74
submitted 1 month ago by an_onanist@lemmy.world to c/asklemmy@lemmy.ml

I'm not interested in what the dictionary says or a textbook definition I'm interested in your personal distinction between the two ideas. How do you decide to put an idea in one category versus the other? I'm not interested in the abstract concepts like 'objective truth' I want to know how it works in real life for you.

you are viewing a single comment's thread
view the rest of the comments
[-] selokichtli@lemmy.ml 1 points 1 month ago

For knowledge, I first try to contextualize the piece of thinking into a human framework. Once I did this, I ask myself if the piece of thinking can be known by any system that can be replicated.

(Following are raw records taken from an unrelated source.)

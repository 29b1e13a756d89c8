//! Month headers ("October 2025") and weekday-initial rows ("M T W T F S S").
//!
//! Calendars are not detected as tables. A month header anchors a fixed-size
//! region below and to the right of it, and every later lookup attributes
//! text and shapes to whichever region contains them.

use chrono::Weekday;
use once_cell::sync::Lazy;
use regex::Regex;

use crate::geometry::{BBox, Point};
use crate::notes::month_number;
use crate::reader::TextLine;

/// Assumed calendar width (seven columns of roughly 25 units).
pub const CALENDAR_WIDTH: f32 = 180.0;
/// Assumed calendar height (title, weekday row and up to six weeks).
pub const CALENDAR_HEIGHT: f32 = 150.0;
/// Horizontal slack around each weekday letter when assigning columns.
pub const COLUMN_TOLERANCE: f32 = 10.0;

static MONTH_HEADER: Lazy<Regex> = Lazy::new(|| {
    Regex::new(
        r"(?i)(January|February|March|April|May|June|July|August|September|October|November|December)\s+(\d{4})",
    )
    .expect("month header pattern is valid")
});

/// `(year, month)` of a calendar month.
pub type MonthKey = (i32, u32);

#[derive(Debug, Clone, PartialEq)]
pub struct MonthHeader {
    pub year: i32,
    pub month: u32,
    /// Bounding box of the header text itself.
    pub anchor: BBox,
    /// Region assumed to hold the month's grid.
    pub region: BBox,
}

impl MonthHeader {
    pub fn new(year: i32, month: u32, anchor: BBox) -> Self {
        let region = BBox::new(
            anchor.x0,
            anchor.y0,
            anchor.x0 + CALENDAR_WIDTH,
            anchor.y0 + CALENDAR_HEIGHT,
        );
        Self {
            year,
            month,
            anchor,
            region,
        }
    }

    pub fn key(&self) -> MonthKey {
        (self.year, self.month)
    }

    /// Inclusive on every edge.
    pub fn contains(&self, p: Point) -> bool {
        self.region.x0 <= p.x && p.x <= self.region.x1 && self.region.y0 <= p.y && p.y <= self.region.y1
    }
}

/// One weekday column of a month grid.
#[derive(Debug, Clone, PartialEq)]
pub struct WeekdayColumn {
    pub weekday: Weekday,
    /// Position of the column in the header row, `0..7`.
    pub ordinal: usize,
    pub x_center: f32,
    pub x_range: (f32, f32),
}

impl WeekdayColumn {
    pub fn contains_x(&self, x: f32) -> bool {
        self.x_range.0 <= x && x <= self.x_range.1
    }
}

#[derive(Debug, Clone, PartialEq)]
pub struct DayHeaderColumns {
    pub year: i32,
    pub month: u32,
    pub columns: Vec<WeekdayColumn>,
}

impl DayHeaderColumns {
    pub fn key(&self) -> MonthKey {
        (self.year, self.month)
    }

    pub fn column_containing(&self, x: f32) -> Option<&WeekdayColumn> {
        self.columns.iter().find(|c| c.contains_x(x))
    }

    /// Column whose range covers `x`, else the one with the closest centre.
    pub fn column_near(&self, x: f32) -> Option<&WeekdayColumn> {
        self.column_containing(x).or_else(|| {
            self.columns
                .iter()
                .min_by(|a, b| (x - a.x_center).abs().total_cmp(&(x - b.x_center).abs()))
        })
    }

    pub fn column_for(&self, weekday: Weekday) -> Option<&WeekdayColumn> {
        self.columns.iter().find(|c| c.weekday == weekday)
    }
}

/// Supported weekday-initial orderings and the weekday of each position.
const MONDAY_FIRST: (&str, [Weekday; 7]) = (
    "MTWTFSS",
    [
        Weekday::Mon,
        Weekday::Tue,
        Weekday::Wed,
        Weekday::Thu,
        Weekday::Fri,
        Weekday::Sat,
        Weekday::Sun,
    ],
);
const SUNDAY_FIRST: (&str, [Weekday; 7]) = (
    "SMTWTFS",
    [
        Weekday::Sun,
        Weekday::Mon,
        Weekday::Tue,
        Weekday::Wed,
        Weekday::Thu,
        Weekday::Fri,
        Weekday::Sat,
    ],
);

/// Find every "Month YYYY" occurrence, sorted top-to-bottom then left-to-right.
pub fn find_month_headers(lines: &[TextLine]) -> Vec<MonthHeader> {
    let mut headers = Vec::new();
    for line in lines {
        // Byte ranges of each span within the joined line text.
        let mut text = String::new();
        let mut ranges = Vec::with_capacity(line.spans.len());
        for span in &line.spans {
            if !text.is_empty() {
                text.push(' ');
            }
            let start = text.len();
            text.push_str(&span.text);
            ranges.push((start, text.len()));
        }

        for caps in MONTH_HEADER.captures_iter(&text) {
            let (Some(whole), Some(name), Some(year)) = (caps.get(0), caps.get(1), caps.get(2))
            else {
                continue;
            };
            let (Some(month), Ok(year)) = (month_number(name.as_str()), year.as_str().parse::<i32>()) else {
                continue;
            };
            let anchor = line
                .spans
                .iter()
                .zip(&ranges)
                .filter(|(_, (start, end))| *start < whole.end() && whole.start() < *end)
                .map(|(span, _)| span.bbox)
                .reduce(|a, b| a.union(&b));
            if let Some(anchor) = anchor {
                headers.push(MonthHeader::new(year, month, anchor));
            }
        }
    }
    headers.sort_by(|a, b| {
        a.anchor
            .y0
            .total_cmp(&b.anchor.y0)
            .then(a.anchor.x0.total_cmp(&b.anchor.x0))
    });
    headers
}

/// For each month header, the first weekday-initial row inside its region.
pub fn find_day_headers(lines: &[TextLine], months: &[MonthHeader]) -> Vec<DayHeaderColumns> {
    let mut found = Vec::new();
    for month in months {
        for line in lines {
            if line.bbox.y0 < month.region.y0 || line.bbox.y0 > month.region.y1 {
                continue;
            }
            let letters: Vec<_> = line
                .spans
                .iter()
                .filter(|s| month.contains(s.bbox.top_left()))
                .filter_map(|s| weekday_initial(&s.text).map(|c| (c, s.bbox)))
                .take(7)
                .collect();
            if letters.len() < 7 {
                continue;
            }
            let pattern: String = letters.iter().map(|(c, _)| *c).collect();
            let weekdays = if pattern == MONDAY_FIRST.0 {
                MONDAY_FIRST.1
            } else if pattern == SUNDAY_FIRST.0 {
                SUNDAY_FIRST.1
            } else {
                continue;
            };
            let columns = letters
                .iter()
                .zip(weekdays)
                .enumerate()
                .map(|(ordinal, ((_, bbox), weekday))| WeekdayColumn {
                    weekday,
                    ordinal,
                    x_center: bbox.center().x,
                    x_range: (bbox.x0 - COLUMN_TOLERANCE, bbox.x1 + COLUMN_TOLERANCE),
                })
                .collect();
            found.push(DayHeaderColumns {
                year: month.year,
                month: month.month,
                columns,
            });
            break;
        }
    }
    found
}

fn weekday_initial(text: &str) -> Option<char> {
    let mut chars = text.trim().chars();
    let c = chars.next()?.to_ascii_uppercase();
    if chars.next().is_none() && "MTWFS".contains(c) {
        Some(c)
    } else {
        None
    }
}

/// The month whose region holds `p`, preferring the header nearest to it.
pub fn month_for_position(p: Point, headers: &[MonthHeader]) -> Option<&MonthHeader> {
    headers
        .iter()
        .filter(|h| h.contains(p))
        .min_by(|a, b| {
            p.distance(a.region.top_left())
                .total_cmp(&p.distance(b.region.top_left()))
        })
}
mod harness;

use harness::config::ConfigBuilder;
use harness::mock_model::MockModel;
use harness::server::TestServer;
use vibevoice_config::{AllowList, CorsConfig};

async fn preflight(server: &TestServer, origin: &str) -> reqwest::Response {
    server
        .client()
        .request(reqwest::Method::OPTIONS, server.url("/tts"))
        .header("Origin", origin)
        .header("Access-Control-Request-Method", "POST")
        .header("Access-Control-Request-Headers", "content-type")
        .send()
        .await
        .unwrap()
}

fn allow_origin(resp: &reqwest::Response) -> Option<&str> {
    resp.headers()
        .get("access-control-allow-origin")
        .and_then(|v| v.to_str().ok())
}

#[tokio::test]
async fn browser_preflight_for_synthesis_is_answered() {
    let config = ConfigBuilder::new().with_cors(CorsConfig::default()).build();
    let server = TestServer::start(config, MockModel::new().primary()).await.unwrap();

    let resp = preflight(&server, "http://localhost:3000").await;

    assert_eq!(resp.status(), 200);
    assert_eq!(allow_origin(&resp), Some("*"));
    let methods = resp.headers()["access-control-allow-methods"].to_str().unwrap();
    assert!(methods.contains("POST"));
}

#[tokio::test]
async fn configured_origin_gets_headers_on_synthesis() {
    let config = ConfigBuilder::new()
        .with_cors(CorsConfig {
            origins: AllowList::Only(vec!["https://app.example".to_owned()]),
            ..CorsConfig::default()
        })
        .build();
    let server = TestServer::start(config, MockModel::new().primary()).await.unwrap();

    let resp = server
        .client()
        .post(server.url("/tts"))
        .header("Origin", "https://app.example")
        .json(&serde_json::json!({"text": "hello"}))
        .send()
        .await
        .unwrap();

    assert_eq!(resp.status(), 200);
    assert_eq!(allow_origin(&resp), Some("https://app.example"));

    let resp = preflight(&server, "https://other.example").await;
    assert_eq!(allow_origin(&resp), None);
}

#[tokio::test]
async fn no_cors_headers_without_config() {
    let server = TestServer::start(ConfigBuilder::new().build(), MockModel::new().primary())
        .await
        .unwrap();

    let resp = server
        .client()
        .get(server.url("/health"))
        .header("Origin", "http://localhost:3000")
        .send()
        .await
        .unwrap();

    assert_eq!(resp.status(), 200);
    assert_eq!(allow_origin(&resp), None);
}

If this is the case, then I look into it, to get a grasp of how the piece of thinking became a piece of information and the context in which it was tested. Then I adopt it, trying to remember that context.

A belief I just decide it is true. I have personal rules for it too. 1) Overall, I'd like it to be a part of my life because it makes me feel better than not having it, and 2) it doesn't hurt anyone else, as far as I know.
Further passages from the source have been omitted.